Home of Dr R A Fawcus for 50 years. Beloved physician and friend. FREEMAN OF CHARD

Robert Athony Fawcus born in Germany, he joined the ‘Fore Street Practice’ in Chard 1919 and devoted the rest of his life to serving the town. With his famous round tank motorcycle he got to every emergency whatever the time or weather. Kindly, smiling and tolerant, 1930’s unemployment troubled him greatly and he spent time and money reliving those without work. Chardians were delighted when, in 1961 his story was told in the BBC ‘This is Your Life’ programme. He was a founding member of Toc H.

He was educated at Oxford (first Class Degree) and Guy’s hospital. His first practice was in Northumberland where he grew up. When the first world war broke out, he joined the Royal Army Medical Corps. In 1919 he settled in Chard and became partners with Dr E N Jupp at Essex House in Fore Street.

After visiting Axminster Toc H branch to hear the guest speaker Baarclay Baron, an old friend of the Doctor’s he was invited to become a founding member of the Chard branch Toc H. He did and became most active member they had ever known.

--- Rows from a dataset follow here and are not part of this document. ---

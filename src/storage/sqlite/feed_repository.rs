use chrono::{DateTime, Utc};
use rusqlite::Row;
use uuid::Uuid;

use crate::domain::{Feed, FeedWithOwner};
use crate::errors::{GatorError, GatorResult};
use crate::storage::sqlite::SqliteStorage;
use crate::storage::traits::FeedRepository;

const FEED_COLUMNS: &str =
    "feeds.id, feeds.created_at, feeds.updated_at, feeds.name, feeds.url, feeds.user_id, feeds.last_fetched_at";

pub struct SqliteFeedRepository {
    storage: SqliteStorage,
}

impl SqliteFeedRepository {
    pub fn new(storage: SqliteStorage) -> Self {
        Self { storage }
    }

    fn from_row(row: &Row<'_>) -> rusqlite::Result<Feed> {
        Ok(Feed {
            id: row.get(0)?,
            created_at: row.get(1)?,
            updated_at: row.get(2)?,
            name: row.get(3)?,
            url: row.get(4)?,
            user_id: row.get(5)?,
            last_fetched_at: row.get(6)?,
        })
    }
}

impl FeedRepository for SqliteFeedRepository {
    fn create_feed(&self, feed: &Feed) -> GatorResult<Feed> {
        let conn = self.storage.connection()?;
        conn.execute(
            "INSERT INTO feeds (id, created_at, updated_at, name, url, user_id, last_fetched_at)
             VALUES (?1, ?2, ?3, ?4, ?5, ?6, ?7)",
            (
                &feed.id,
                &feed.created_at,
                &feed.updated_at,
                &feed.name,
                &feed.url,
                &feed.user_id,
                &feed.last_fetched_at,
            ),
        )
        .map_err(|e| GatorError::from_insert(e, format!("feed {}", feed.url)))?;

        Ok(feed.clone())
    }

    fn get_feeds(&self) -> GatorResult<Vec<FeedWithOwner>> {
        let conn = self.storage.connection()?;
        let mut stmt = conn.prepare(&format!(
            "SELECT {FEED_COLUMNS}, users.name FROM feeds
             JOIN users ON users.id = feeds.user_id
             ORDER BY feeds.rowid"
        ))?;

        let feeds = stmt.query_map([], |row| {
            Ok(FeedWithOwner {
                feed: Self::from_row(row)?,
                owner_name: row.get(7)?,
            })
        })?;

        feeds.collect::<Result<Vec<_>, _>>().map_err(GatorError::from)
    }

    fn get_feed_by_url(&self, url: &str) -> GatorResult<Feed> {
        let conn = self.storage.connection()?;
        let mut stmt = conn.prepare(&format!("SELECT {FEED_COLUMNS} FROM feeds WHERE url = ?1"))?;

        match stmt.query_row([url], Self::from_row) {
            Ok(feed) => Ok(feed),
            Err(rusqlite::Error::QueryReturnedNoRows) => {
                Err(GatorError::NotFound(format!("feed {}", url)))
            }
            Err(e) => Err(GatorError::from(e)),
        }
    }

    fn get_next_feed_to_fetch(&self) -> GatorResult<Feed> {
        let conn = self.storage.connection()?;
        let mut stmt = conn.prepare(&format!(
            "SELECT {FEED_COLUMNS} FROM feeds
             ORDER BY last_fetched_at ASC NULLS FIRST, rowid ASC
             LIMIT 1"
        ))?;

        match stmt.query_row([], Self::from_row) {
            Ok(feed) => Ok(feed),
            Err(rusqlite::Error::QueryReturnedNoRows) => {
                Err(GatorError::NotFound("no feeds to fetch".to_string()))
            }
            Err(e) => Err(GatorError::from(e)),
        }
    }

    fn mark_feed_fetched(
        &self,
        id: Uuid,
        fetched_at: DateTime<Utc>,
        updated_at: DateTime<Utc>,
    ) -> GatorResult<()> {
        let conn = self.storage.connection()?;
        let changed = conn.execute(
            "UPDATE feeds SET last_fetched_at = ?1, updated_at = ?2 WHERE id = ?3",
            (&fetched_at, &updated_at, &id),
        )?;

        if changed == 0 {
            return Err(GatorError::NotFound(format!("feed id {}", id)));
        }
        Ok(())
    }
}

TocH is an international Christian movement whose founding principles are Friendship, Service, Fairmindedness and Reconciliation. The name is an abbreviation for Talbot House, (Toc signifying the letter T in the signals spelling list used by the British army in WW1.)

In the years of mass unemployment he did his utmost to relieve poverty among the poor by starting a poultry farm which employed some of the workless in the district.

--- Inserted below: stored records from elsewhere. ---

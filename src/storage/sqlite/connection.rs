use rusqlite::Connection;
use std::path::Path;
use std::sync::{Arc, Mutex, MutexGuard};

use crate::errors::{GatorError, GatorResult};

const SCHEMA: &str = r#"
CREATE TABLE IF NOT EXISTS users (
    id BLOB PRIMARY KEY,
    created_at TEXT NOT NULL,
    updated_at TEXT NOT NULL,
    name TEXT NOT NULL UNIQUE
);

CREATE TABLE IF NOT EXISTS feeds (
    id BLOB PRIMARY KEY,
    created_at TEXT NOT NULL,
    updated_at TEXT NOT NULL,
    name TEXT NOT NULL,
    url TEXT NOT NULL UNIQUE,
    user_id BLOB NOT NULL,
    last_fetched_at TEXT,
    FOREIGN KEY (user_id) REFERENCES users(id) ON DELETE CASCADE
);

CREATE INDEX IF NOT EXISTS idx_feeds_last_fetched_at ON feeds(last_fetched_at);

CREATE TABLE IF NOT EXISTS feed_follows (
    id BLOB PRIMARY KEY,
    created_at TEXT NOT NULL,
    updated_at TEXT NOT NULL,
    user_id BLOB NOT NULL,
    feed_id BLOB NOT NULL,
    UNIQUE (user_id, feed_id),
    FOREIGN KEY (user_id) REFERENCES users(id) ON DELETE CASCADE,
    FOREIGN KEY (feed_id) REFERENCES feeds(id) ON DELETE CASCADE
);
"#;

/// Process-wide datastore handle. Cloned into every repository.
#[derive(Clone)]
pub struct SqliteStorage {
    conn: Arc<Mutex<Connection>>,
}

impl SqliteStorage {
    pub fn new<P: AsRef<Path>>(path: P) -> GatorResult<Self> {
        let conn = Connection::open(path)?;
        Self::init(conn)
    }

    pub fn in_memory() -> GatorResult<Self> {
        let conn = Connection::open_in_memory()?;
        Self::init(conn)
    }

    fn init(conn: Connection) -> GatorResult<Self> {
        conn.execute_batch("PRAGMA foreign_keys = ON;")?;
        conn.execute_batch(SCHEMA)?;

        Ok(Self {
            conn: Arc::new(Mutex::new(conn)),
        })
    }

    pub fn connection(&self) -> GatorResult<MutexGuard<'_, Connection>> {
        self.conn.lock().map_err(|_| GatorError::LockPoisoned)
    }
}
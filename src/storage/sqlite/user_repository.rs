use rusqlite::Row;

use crate::domain::User;
use crate::errors::{GatorError, GatorResult};
use crate::storage::sqlite::SqliteStorage;
use crate::storage::traits::UserRepository;

pub struct SqliteUserRepository {
    storage: SqliteStorage,
}

impl SqliteUserRepository {
    pub fn new(storage: SqliteStorage) -> Self {
        Self { storage }
    }

    fn from_row(row: &Row<'_>) -> rusqlite::Result<User> {
        Ok(User {
            id: row.get(0)?,
            created_at: row.get(1)?,
            updated_at: row.get(2)?,
            name: row.get(3)?,
        })
    }
}

impl UserRepository for SqliteUserRepository {
    fn create_user(&self, user: &User) -> GatorResult<User> {
        let conn = self.storage.connection()?;
        conn.execute(
            "INSERT INTO users (id, created_at, updated_at, name) VALUES (?1, ?2, ?3, ?4)",
            (&user.id, &user.created_at, &user.updated_at, &user.name),
        )
        .map_err(|e| GatorError::from_insert(e, format!("user {}", user.name)))?;

        Ok(user.clone())
    }

    fn get_user_by_name(&self, name: &str) -> GatorResult<User> {
        let conn = self.storage.connection()?;
        let mut stmt =
            conn.prepare("SELECT id, created_at, updated_at, name FROM users WHERE name = ?1")?;

        match stmt.query_row([name], Self::from_row) {
            Ok(user) => Ok(user),
            Err(rusqlite::Error::QueryReturnedNoRows) => {
                Err(GatorError::NotFound(format!("user {}", name)))
            }
            Err(e) => Err(GatorError::from(e)),
        }
    }

    fn get_users(&self) -> GatorResult<Vec<User>> {
        let conn = self.storage.connection()?;
        let mut stmt =
            conn.prepare("SELECT id, created_at, updated_at, name FROM users ORDER BY name")?;

        let users = stmt.query_map([], Self::from_row)?;
        users.collect::<Result<Vec<_>, _>>().map_err(GatorError::from)
    }

    fn reset(&self) -> GatorResult<usize> {
        let conn = self.storage.connection()?;
        Ok(conn.execute("DELETE FROM users", [])?)
    }
}
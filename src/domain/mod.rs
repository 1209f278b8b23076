pub mod user;
pub mod feed;
pub mod feed_follow;
pub mod content;

pub use user::User;
pub use feed::{Feed, FeedWithOwner};
pub use feed_follow::{FeedFollow, FeedFollowDetails};
pub use content::{FeedContent, FeedItem};
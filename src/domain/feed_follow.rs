use chrono::{DateTime, Utc};
use serde::{Deserialize, Serialize};
use uuid::Uuid;

#[derive(Debug, Clone, PartialEq, Eq, Serialize, Deserialize)]
pub struct FeedFollow {
    pub id: Uuid,
    pub created_at: DateTime<Utc>,
    pub updated_at: DateTime<Utc>,
    pub user_id: Uuid,
    pub feed_id: Uuid,
}

impl FeedFollow {
    pub fn new(user_id: Uuid, feed_id: Uuid) -> Self {
        let now = Utc::now();
        Self {
            id: Uuid::new_v4(),
            created_at: now,
            updated_at: now,
            user_id,
            feed_id,
        }
    }
}

/// A follow row with the user and feed names denormalized for display.
#[derive(Debug, Clone, Serialize, Deserialize)]
pub struct FeedFollowDetails {
    #[serde(flatten)]
    pub follow: FeedFollow,
    pub user_name: String,
    pub feed_name: String,
}
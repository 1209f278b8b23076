use tracing::info;

use crate::domain::User;
use crate::errors::{GatorError, GatorResult};
use crate::storage::traits::UserRepository;

pub struct UserService<R: UserRepository> {
    repository: R,
}

impl<R: UserRepository> UserService<R> {
    pub fn new(repository: R) -> Self {
        Self { repository }
    }

    /// Register a new user by name
    pub fn register(&self, name: &str) -> GatorResult<User> {
        let name = name.trim();
        if name.is_empty() {
            return Err(GatorError::InvalidArgs("user name cannot be empty".to_string()));
        }

        let user = self.repository.create_user(&User::new(name.to_string()))?;
        info!(user = %user.name, id = %user.id, "registered user");
        Ok(user)
    }

    /// Resolve the authenticated user for follow-scoped commands
    pub fn get(&self, name: &str) -> GatorResult<User> {
        self.repository.get_user_by_name(name)
    }

    /// List all users
    pub fn list(&self) -> GatorResult<Vec<User>> {
        self.repository.get_users()
    }

    /// Remove every user along with their feeds and follows
    pub fn reset(&self) -> GatorResult<usize> {
        let removed = self.repository.reset()?;
        info!(removed, "reset users");
        Ok(removed)
    }
}

#[cfg(test)]
mod tests {
    use super::*;
    use crate::storage::traits::MockUserRepository;

    #[test]
    fn test_register_trims_name() {
        let mut repo = MockUserRepository::new();
        repo.expect_create_user()
            .withf(|user| user.name == "lane")
            .times(1)
            .returning(|user| Ok(user.clone()));

        let service = UserService::new(repo);
        let user = service.register("  lane ").unwrap();
        assert_eq!(user.name, "lane");
    }

    #[test]
    fn test_register_empty_name_rejected() {
        let mut repo = MockUserRepository::new();
        repo.expect_create_user().never();

        let service = UserService::new(repo);
        let result = service.register("   ");
        assert!(matches!(result, Err(GatorError::InvalidArgs(_))));
    }

    #[test]
    fn test_register_duplicate_propagates() {
        let mut repo = MockUserRepository::new();
        repo.expect_create_user()
            .returning(|user| Err(GatorError::DuplicateKey(format!("user {}", user.name))));

        let service = UserService::new(repo);
        let result = service.register("lane");
        assert!(matches!(result, Err(GatorError::DuplicateKey(_))));
    }
}
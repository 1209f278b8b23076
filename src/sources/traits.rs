use crate::domain::FeedContent;
use crate::errors::GatorResult;

/// Fetch-and-parse collaborator used by the scheduler.
#[cfg_attr(test, mockall::automock)]
pub trait FeedFetcher: Send + Sync {
    /// Download the document at `url` and parse it as RSS, Atom or JSON Feed.
    fn fetch(&self, url: &str) -> GatorResult<FeedContent>;
}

It was at his house at Glebelands that he would store tons of logs ready for sawing into firewood for the winter when they would be delivered to needy old people. The furniture for the second hand sales were stored in his garage while he left his car outside. The annual cake and produce sale was held at their residence, the doctor and his wife organized it every year and made it a great success. The income it provided was the main source of revenue for the Chard branch.

He lived for many years at Glebelands, Forton Road, before moving to Vicarage Close.

On his retirement from the medical sphere, Dr Fawcus received the gift of a new motor car a Morris de-luxe convertible, ‘which had been subscribed for by hundreds of admirers as a token of their esteem, goodwill and real affection’ Reported in the local paper. He was then 74.

In 1960 Dr Fawcus became the 9th person to be made a Freeman of the Borough. ‘This honour was conferred on him ‘in recognition of a lifetime of service rendered by him to the town and district and as an expression of the high esteem in which he is held by the inhabitants of the Borough’

In 1961 his story was told on ‘This is Your Life’, broadcast from Dillington House near Ilminster.

Died at his home in 1974 aged 88.

Nearly £800.00 was donated for the memorial after Dr Fawcus died and it was decided to make a section of the church more suitable for elderly people to worship at St Marys. The dedication of the Memorial Chapel at St Mary’s Church, Fawcus Chapel, dedicated November 1975.

The plaque in memory of Dr Robert Fawcus, the founder of the local Toc-H is situed at his former home, Glebelands in Forton Road. Funding the plaque was the final act of Chard Toc-H before it disbanded.